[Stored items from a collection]
=== Section Start ===

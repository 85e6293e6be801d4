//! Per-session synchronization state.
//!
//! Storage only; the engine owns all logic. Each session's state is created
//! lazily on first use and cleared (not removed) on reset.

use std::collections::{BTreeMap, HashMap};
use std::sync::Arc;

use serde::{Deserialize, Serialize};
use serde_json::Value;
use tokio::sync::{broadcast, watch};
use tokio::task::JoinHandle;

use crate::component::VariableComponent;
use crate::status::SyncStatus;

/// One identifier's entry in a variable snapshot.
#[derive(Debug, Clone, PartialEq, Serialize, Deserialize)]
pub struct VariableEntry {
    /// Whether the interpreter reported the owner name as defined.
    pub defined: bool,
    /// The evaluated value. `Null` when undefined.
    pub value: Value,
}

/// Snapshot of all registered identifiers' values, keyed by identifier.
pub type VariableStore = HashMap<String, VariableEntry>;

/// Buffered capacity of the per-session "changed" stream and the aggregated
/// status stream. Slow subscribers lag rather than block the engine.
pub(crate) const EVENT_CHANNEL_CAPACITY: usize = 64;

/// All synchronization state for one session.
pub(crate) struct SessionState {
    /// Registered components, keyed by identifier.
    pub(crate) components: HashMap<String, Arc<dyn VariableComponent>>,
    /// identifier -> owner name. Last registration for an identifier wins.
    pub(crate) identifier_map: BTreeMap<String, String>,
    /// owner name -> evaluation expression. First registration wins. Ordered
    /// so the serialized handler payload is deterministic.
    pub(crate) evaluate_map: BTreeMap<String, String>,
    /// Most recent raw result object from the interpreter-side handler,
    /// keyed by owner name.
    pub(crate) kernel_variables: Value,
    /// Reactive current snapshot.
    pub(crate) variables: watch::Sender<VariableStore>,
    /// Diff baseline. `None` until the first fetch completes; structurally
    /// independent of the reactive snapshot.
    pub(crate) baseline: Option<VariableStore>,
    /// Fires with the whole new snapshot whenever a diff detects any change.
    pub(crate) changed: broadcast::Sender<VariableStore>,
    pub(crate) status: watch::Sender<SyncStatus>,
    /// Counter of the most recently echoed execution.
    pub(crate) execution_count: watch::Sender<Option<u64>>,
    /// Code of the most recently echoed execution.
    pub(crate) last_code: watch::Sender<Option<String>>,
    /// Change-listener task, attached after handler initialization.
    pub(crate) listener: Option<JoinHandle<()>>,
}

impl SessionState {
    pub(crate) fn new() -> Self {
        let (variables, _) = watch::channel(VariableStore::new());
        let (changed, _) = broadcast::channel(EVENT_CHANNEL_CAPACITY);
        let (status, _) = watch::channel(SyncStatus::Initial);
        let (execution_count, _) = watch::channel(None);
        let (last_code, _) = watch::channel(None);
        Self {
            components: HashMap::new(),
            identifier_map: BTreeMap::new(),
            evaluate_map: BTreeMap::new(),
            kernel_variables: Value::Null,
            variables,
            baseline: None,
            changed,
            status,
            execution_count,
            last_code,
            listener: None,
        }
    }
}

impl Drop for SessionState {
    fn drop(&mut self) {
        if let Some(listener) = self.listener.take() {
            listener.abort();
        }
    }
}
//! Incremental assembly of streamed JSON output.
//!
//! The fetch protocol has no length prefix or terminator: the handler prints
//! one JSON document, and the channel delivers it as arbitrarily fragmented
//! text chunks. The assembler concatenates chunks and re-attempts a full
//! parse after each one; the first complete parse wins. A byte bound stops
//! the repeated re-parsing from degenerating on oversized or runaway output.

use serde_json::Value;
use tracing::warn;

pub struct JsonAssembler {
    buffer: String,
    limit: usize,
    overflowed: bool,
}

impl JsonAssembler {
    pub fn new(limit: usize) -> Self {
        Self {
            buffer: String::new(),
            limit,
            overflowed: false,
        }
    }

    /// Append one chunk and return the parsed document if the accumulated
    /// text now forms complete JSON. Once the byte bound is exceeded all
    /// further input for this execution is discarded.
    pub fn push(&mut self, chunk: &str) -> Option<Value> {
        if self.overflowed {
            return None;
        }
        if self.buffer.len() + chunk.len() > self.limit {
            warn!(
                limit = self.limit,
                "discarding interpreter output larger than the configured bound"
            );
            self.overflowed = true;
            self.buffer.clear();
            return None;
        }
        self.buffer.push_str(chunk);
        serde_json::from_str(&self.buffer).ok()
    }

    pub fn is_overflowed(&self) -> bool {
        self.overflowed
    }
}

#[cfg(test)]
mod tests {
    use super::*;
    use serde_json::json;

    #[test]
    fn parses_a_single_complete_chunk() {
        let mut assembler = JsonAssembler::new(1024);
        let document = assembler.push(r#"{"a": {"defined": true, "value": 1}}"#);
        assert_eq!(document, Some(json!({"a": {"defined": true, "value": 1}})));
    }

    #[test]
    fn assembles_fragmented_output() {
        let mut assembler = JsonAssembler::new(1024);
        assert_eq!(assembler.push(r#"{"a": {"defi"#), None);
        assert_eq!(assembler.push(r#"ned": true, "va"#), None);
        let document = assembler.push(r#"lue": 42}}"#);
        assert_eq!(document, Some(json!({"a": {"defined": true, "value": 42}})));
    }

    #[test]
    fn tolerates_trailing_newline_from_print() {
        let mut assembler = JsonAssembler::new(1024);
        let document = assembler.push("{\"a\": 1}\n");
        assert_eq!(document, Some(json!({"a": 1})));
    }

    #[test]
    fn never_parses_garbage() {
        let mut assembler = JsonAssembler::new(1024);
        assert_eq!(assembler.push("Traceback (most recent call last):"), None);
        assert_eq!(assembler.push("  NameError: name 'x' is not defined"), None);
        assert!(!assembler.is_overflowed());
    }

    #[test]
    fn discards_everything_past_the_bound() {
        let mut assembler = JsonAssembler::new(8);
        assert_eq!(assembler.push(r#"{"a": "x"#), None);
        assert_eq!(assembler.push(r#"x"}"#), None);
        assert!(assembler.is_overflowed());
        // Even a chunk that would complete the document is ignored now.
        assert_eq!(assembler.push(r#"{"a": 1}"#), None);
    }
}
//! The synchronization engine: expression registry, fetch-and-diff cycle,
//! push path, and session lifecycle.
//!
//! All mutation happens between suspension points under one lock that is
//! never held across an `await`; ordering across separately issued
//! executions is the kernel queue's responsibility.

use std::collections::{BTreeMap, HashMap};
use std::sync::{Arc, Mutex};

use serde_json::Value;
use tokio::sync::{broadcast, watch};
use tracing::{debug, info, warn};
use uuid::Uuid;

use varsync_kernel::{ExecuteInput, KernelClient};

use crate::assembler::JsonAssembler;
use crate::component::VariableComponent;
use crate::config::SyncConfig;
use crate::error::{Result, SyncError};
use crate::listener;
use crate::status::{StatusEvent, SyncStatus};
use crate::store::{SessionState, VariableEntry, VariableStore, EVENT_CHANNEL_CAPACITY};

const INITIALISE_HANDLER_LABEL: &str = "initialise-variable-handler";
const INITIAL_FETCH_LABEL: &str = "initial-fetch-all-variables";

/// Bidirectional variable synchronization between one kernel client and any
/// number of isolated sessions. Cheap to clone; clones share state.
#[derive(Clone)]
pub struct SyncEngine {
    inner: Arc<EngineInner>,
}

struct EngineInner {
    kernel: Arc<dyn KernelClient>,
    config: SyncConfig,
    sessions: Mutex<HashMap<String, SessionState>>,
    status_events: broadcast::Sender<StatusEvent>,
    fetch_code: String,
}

=== Section End ===

Transcribe, exactly and completely, all of the entries.

repository 85e6293e6be801d4
//! Per-session synchronization state.
//!
//! Storage only; the engine owns all logic. Each session's state is created
//! lazily on first use and cleared (not removed) on reset.

use std::collections::{BTreeMap, HashMap};
use std::sync::Arc;

use serde::{Deserialize, Serialize};
use serde_json::Value;
use tokio::sync::{broadcast, watch};
use tokio::task::JoinHandle;

use crate::component::VariableComponent;
use crate::status::SyncStatus;

/// One identifier's entry in a variable snapshot.
#[derive(Debug, Clone, PartialEq, Serialize, Deserialize)]
pub struct VariableEntry {
    /// Whether the interpreter reported the owner name as defined.
    pub defined: bool,
    /// The evaluated value. `Null` when undefined.
    pub value: Value,
}

/// Snapshot of all registered identifiers' values, keyed by identifier.
pub type VariableStore = HashMap<String, VariableEntry>;

/// Buffered capacity of the per-session "changed" stream and the aggregated
/// status stream. Slow subscribers lag rather than block the engine.
pub(crate) const EVENT_CHANNEL_CAPACITY: usize = 64;

/// All synchronization state for one session.
pub(crate) struct SessionState {
    /// Registered components, keyed by identifier.
    pub(crate) components: HashMap<String, Arc<dyn VariableComponent>>,
    /// identifier -> owner name. Last registration for an identifier wins.
    pub(crate) identifier_map: BTreeMap<String, String>,
    /// owner name -> evaluation expression. First registration wins. Ordered
    /// so the serialized handler payload is deterministic.
    pub(crate) evaluate_map: BTreeMap<String, String>,
    /// Most recent raw result object from the interpreter-side handler,
    /// keyed by owner name.
    pub(crate) kernel_variables: Value,
    /// Reactive current snapshot.
    pub(crate) variables: watch::Sender<VariableStore>,
    /// Diff baseline. `None` until the first fetch completes; structurally
    /// independent of the reactive snapshot.
    pub(crate) baseline: Option<VariableStore>,
    /// Fires with the whole new snapshot whenever a diff detects any change.
    pub(crate) changed: broadcast::Sender<VariableStore>,
    pub(crate) status: watch::Sender<SyncStatus>,
    /// Counter of the most recently echoed execution.
    pub(crate) execution_count: watch::Sender<Option<u64>>,
    /// Code of the most recently echoed execution.
    pub(crate) last_code: watch::Sender<Option<String>>,
    /// Change-listener task, attached after handler initialization.
    pub(crate) listener: Option<JoinHandle<()>>,
}

impl SessionState {
    pub(crate) fn new() -> Self {
        let (variables, _) = watch::channel(VariableStore::new());
        let (changed, _) = broadcast::channel(EVENT_CHANNEL_CAPACITY);
        let (status, _) = watch::channel(SyncStatus::Initial);
        let (execution_count, _) = watch::channel(None);
        let (last_code, _) = watch::channel(None);
        Self {
            components: HashMap::new(),
            identifier_map: BTreeMap::new(),
            evaluate_map: BTreeMap::new(),
            kernel_variables: Value::Null,
            variables,
            baseline: None,
            changed,
            status,
            execution_count,
            last_code,
            listener: None,
        }
    }
}

impl Drop for SessionState {
    fn drop(&mut self) {
        if let Some(listener) = self.listener.take() {
            listener.abort();
        }
    }
}
//! Incremental assembly of streamed JSON output.
//!
//! The fetch protocol has no length prefix or terminator: the handler prints
//! one JSON document, and the channel delivers it as arbitrarily fragmented
//! text chunks. The assembler concatenates chunks and re-attempts a full
//! parse after each one; the first complete parse wins. A byte bound stops
//! the repeated re-parsing from degenerating on oversized or runaway output.

use serde_json::Value;
use tracing::warn;

pub struct JsonAssembler {
    buffer: String,
    limit: usize,
    overflowed: bool,
}

impl JsonAssembler {
    pub fn new(limit: usize) -> Self {
        Self {
            buffer: String::new(),
            limit,
            overflowed: false,
        }
    }

    /// Append one chunk and return the parsed document if the accumulated
    /// text now forms complete JSON. Once the byte bound is exceeded all
    /// further input for this execution is discarded.
    pub fn push(&mut self, chunk: &str) -> Option<Value> {
        if self.overflowed {
            return None;
        }
        if self.buffer.len() + chunk.len() > self.limit {
            warn!(
                limit = self.limit,
                "discarding interpreter output larger than the configured bound"
            );
            self.overflowed = true;
            self.buffer.clear();
            return None;
        }
        self.buffer.push_str(chunk);
        serde_json::from_str(&self.buffer).ok()
    }

    pub fn is_overflowed(&self) -> bool {
        self.overflowed
    }
}

#[cfg(test)]
mod tests {
    use super::*;
    use serde_json::json;

    #[test]
    fn parses_a_single_complete_chunk() {
        let mut assembler = JsonAssembler::new(1024);
        let document = assembler.push(r#"{"a": {"defined": true, "value": 1}}"#);
        assert_eq!(document, Some(json!({"a": {"defined": true, "value": 1}})));
    }

    #[test]
    fn assembles_fragmented_output() {
        let mut assembler = JsonAssembler::new(1024);
        assert_eq!(assembler.push(r#"{"a": {"defi"#), None);
        assert_eq!(assembler.push(r#"ned": true, "va"#), None);
        let document = assembler.push(r#"lue": 42}}"#);
        assert_eq!(document, Some(json!({"a": {"defined": true, "value": 42}})));
    }

    #[test]
    fn tolerates_trailing_newline_from_print() {
        let mut assembler = JsonAssembler::new(1024);
        let document = assembler.push("{\"a\": 1}\n");
        assert_eq!(document, Some(json!({"a": 1})));
    }

    #[test]
    fn never_parses_garbage() {
        let mut assembler = JsonAssembler::new(1024);
        assert_eq!(assembler.push("Traceback (most recent call last):"), None);
        assert_eq!(assembler.push("  NameError: name 'x' is not defined"), None);
        assert!(!assembler.is_overflowed());
    }

    #[test]
    fn discards_everything_past_the_bound() {
        let mut assembler = JsonAssembler::new(8);
        assert_eq!(assembler.push(r#"{"a": "x"#), None);
        assert_eq!(assembler.push(r#"x"}"#), None);
        assert!(assembler.is_overflowed());
        // Even a chunk that would complete the document is ignored now.
        assert_eq!(assembler.push(r#"{"a": 1}"#), None);
    }
}
//! The synchronization engine: expression registry, fetch-and-diff cycle,
//! push path, and session lifecycle.
//!
//! All mutation happens between suspension points under one lock that is
//! never held across an `await`; ordering across separately issued
//! executions is the kernel queue's responsibility.

use std::collections::{BTreeMap, HashMap};
use std::sync::{Arc, Mutex};

use serde_json::Value;
use tokio::sync::{broadcast, watch};
use tracing::{debug, info, warn};
use uuid::Uuid;

use varsync_kernel::{ExecuteInput, KernelClient};

use crate::assembler::JsonAssembler;
use crate::component::VariableComponent;
use crate::config::SyncConfig;
use crate::error::{Result, SyncError};
use crate::listener;
use crate::status::{StatusEvent, SyncStatus};
use crate::store::{SessionState, VariableEntry, VariableStore, EVENT_CHANNEL_CAPACITY};

const INITIALISE_HANDLER_LABEL: &str = "initialise-variable-handler";
const INITIAL_FETCH_LABEL: &str = "initial-fetch-all-variables";

/// Bidirectional variable synchronization between one kernel client and any
/// number of isolated sessions. Cheap to clone; clones share state.
#[derive(Clone)]
pub struct SyncEngine {
    inner: Arc<EngineInner>,
}

struct EngineInner {
    kernel: Arc<dyn KernelClient>,
    config: SyncConfig,
    sessions: Mutex<HashMap<String, SessionState>>,
    status_events: broadcast::Sender<StatusEvent>,
    fetch_code: String,
}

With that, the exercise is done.